Wednesday, July 13, 2005
Here's another clue for you all...
The X-Box tidbit reminded me of a recent conversation I had with my friend Jug:
Jug: They have this great new ice cream flavour that tastes just like apple pie.
The Bopper: That's dumb.
Jug: Dumb? What are you talking about?! It's BRILL-iant! You don't need the pie anymore.
The Bopper: Think of all the energy and money that went into developing this apple pie cream, that could have been spent on something useful. Say, alleviating poverty.
Jug: Ahhh, come ON!
Jug's unspoken thought bubble: Fuckin' Commie.
I was half-joking with my comment about alleviating poverty. But considering the amount of dollars, human time and energy, and brain-power that go into manufacturing products - products that entertain, products that kill, products that give fizzy taste-bud pleasure - I'm left thinking, yes, it is a Brave New World.

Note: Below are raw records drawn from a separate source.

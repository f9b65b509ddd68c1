//! Broadcast fan-out of encounter events, one channel per [`Topic`].

use serde::{Deserialize, Serialize};
use tokio::sync::broadcast;

use battle_core::{ActionOutcome, EncounterPhase, NarrativePhase, ScriptPayload};

/// Which stream an [`Event`] is delivered on.
#[derive(Debug, Clone, Copy, Hash, Eq, PartialEq, Serialize, Deserialize)]
pub enum Topic {
    /// Applied action outcomes
    Combat,
    /// Phase transitions
    Encounter,
    /// Story scripts that fired
    Narrative,
}

#[derive(Debug, Clone, Serialize, Deserialize)]
pub enum Event {
    /// One outcome already applied by the encounter. `nonce` is the action
    /// counter after application.
    Outcome {
        nonce: u64,
        elapsed_millis: u64,
        outcome: ActionOutcome,
    },
    PhaseChanged {
        from: EncounterPhase,
        to: EncounterPhase,
        elapsed_millis: u64,
    },
    Narrative {
        phase: NarrativePhase,
        payload: ScriptPayload,
    },
}

impl Event {
    pub fn topic(&self) -> Topic {
        match self {
            Event::Outcome { .. } => Topic::Combat,
            Event::PhaseChanged { .. } => Topic::Encounter,
            Event::Narrative { .. } => Topic::Narrative,
        }
    }
}

/// Cloneable publisher shared by the worker and every handle.
///
/// Lagging receivers lose the oldest events; the worker never waits on them.
#[derive(Clone)]
pub struct EventBus {
    combat: broadcast::Sender<Event>,
    encounter: broadcast::Sender<Event>,
    narrative: broadcast::Sender<Event>,
}

impl EventBus {
    /// Bus with 100 buffered events per topic.
    pub fn new() -> Self {
        Self::with_capacity(100)
    }

    pub fn with_capacity(capacity: usize) -> Self {
        let capacity = capacity.max(1);
        Self {
            combat: broadcast::channel(capacity).0,
            encounter: broadcast::channel(capacity).0,
            narrative: broadcast::channel(capacity).0,
        }
    }

    fn sender(&self, topic: Topic) -> &broadcast::Sender<Event> {
        match topic {
            Topic::Combat => &self.combat,
            Topic::Encounter => &self.encounter,
            Topic::Narrative => &self.narrative,
        }
    }

    pub fn publish(&self, event: Event) {
        let topic = event.topic();
        if self.sender(topic).send(event).is_err() {
            tracing::trace!(target: "runtime::events", ?topic, "no subscribers");
        }
    }

    /// Receiver for events published after this call.
    pub fn subscribe(&self, topic: Topic) -> broadcast::Receiver<Event> {
        self.sender(topic).subscribe()
    }

    pub fn subscriber_count(&self, topic: Topic) -> usize {
        self.sender(topic).receiver_count()
    }
}

impl Default for EventBus {
    fn default() -> Self {
        Self::new()
    }
}

#[cfg(test)]
mod tests {
    use super::*;

    #[tokio::test]
    async fn events_route_to_their_topic_only() {
        let bus = EventBus::with_capacity(4);
        let mut combat = bus.subscribe(Topic::Combat);
        let mut encounter = bus.subscribe(Topic::Encounter);

        bus.publish(Event::PhaseChanged {
            from: EncounterPhase::Idle,
            to: EncounterPhase::Active,
            elapsed_millis: 0,
        });

        let received = encounter.recv().await.expect("phase event");
        assert_eq!(received.topic(), Topic::Encounter);
        assert!(combat.try_recv().is_err());
    }

    #[test]
    fn publishing_without_subscribers_is_fine() {
        let bus = EventBus::new();
        bus.publish(Event::Narrative {
            phase: NarrativePhase::Camp,
            payload: ScriptPayload::default(),
        });
        assert_eq!(bus.subscriber_count(Topic::Narrative), 0);
    }
}
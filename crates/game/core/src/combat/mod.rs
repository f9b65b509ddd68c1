//! Combat arithmetic and the outcome channel.
//!
//! # Architecture
//!
//! - **Pure Functions**: mitigation and elemental amplification never touch state
//! - **Outcome Builder**: resolvers accumulate effects append-only, then
//!   [`OutcomeBuilder::finish`] diffs the working copies into patches
//! - **Single Channel**: the encounter controller applies [`ActionOutcome`]s and
//!   nothing else mutates combatants during an encounter

pub mod damage;
pub mod outcome;

pub use damage::{
    HitModifiers, HitResolution, MITIGATION_CONSTANT, amplify_unmitigated, calculate_damage,
    resolve_hit,
};
pub use outcome::{
    ActionOutcome, Cooldowns, FloatingText, FloatingTextKind, OpponentPatch, OutcomeBuilder,
    OutcomeFlags, PlayerPatch,
};

/// Which combatant an effect or roll belongs to.
#[derive(Clone, Copy, Debug, PartialEq, Eq, Hash, PartialOrd, Ord, strum::Display)]
#[strum(serialize_all = "snake_case")]
#[cfg_attr(feature = "serde", derive(serde::Serialize, serde::Deserialize))]
#[cfg_attr(feature = "serde", serde(rename_all = "snake_case"))]
pub enum Side {
    Player,
    Opponent,
}

impl Side {
    /// Stable numeric id mixed into RNG seeds.
    pub const fn id(self) -> u32 {
        match self {
            Self::Player => 0,
            Self::Opponent => 1,
        }
    }

    pub const fn other(self) -> Self {
        match self {
            Self::Player => Self::Opponent,
            Self::Opponent => Self::Player,
        }
    }
}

While the poorer 2/3 of humanity suffers from not enough, the rest of us work on such conundrums as how to make ice cream taste like apple pie, or how to graphically simulate the legalized murder of towel-headed assassins for our home computers. Impressive accomplishments sure, but so is bowling a perfect game. The results just aren't worth much when the alien anthropologists come for our post-mortem.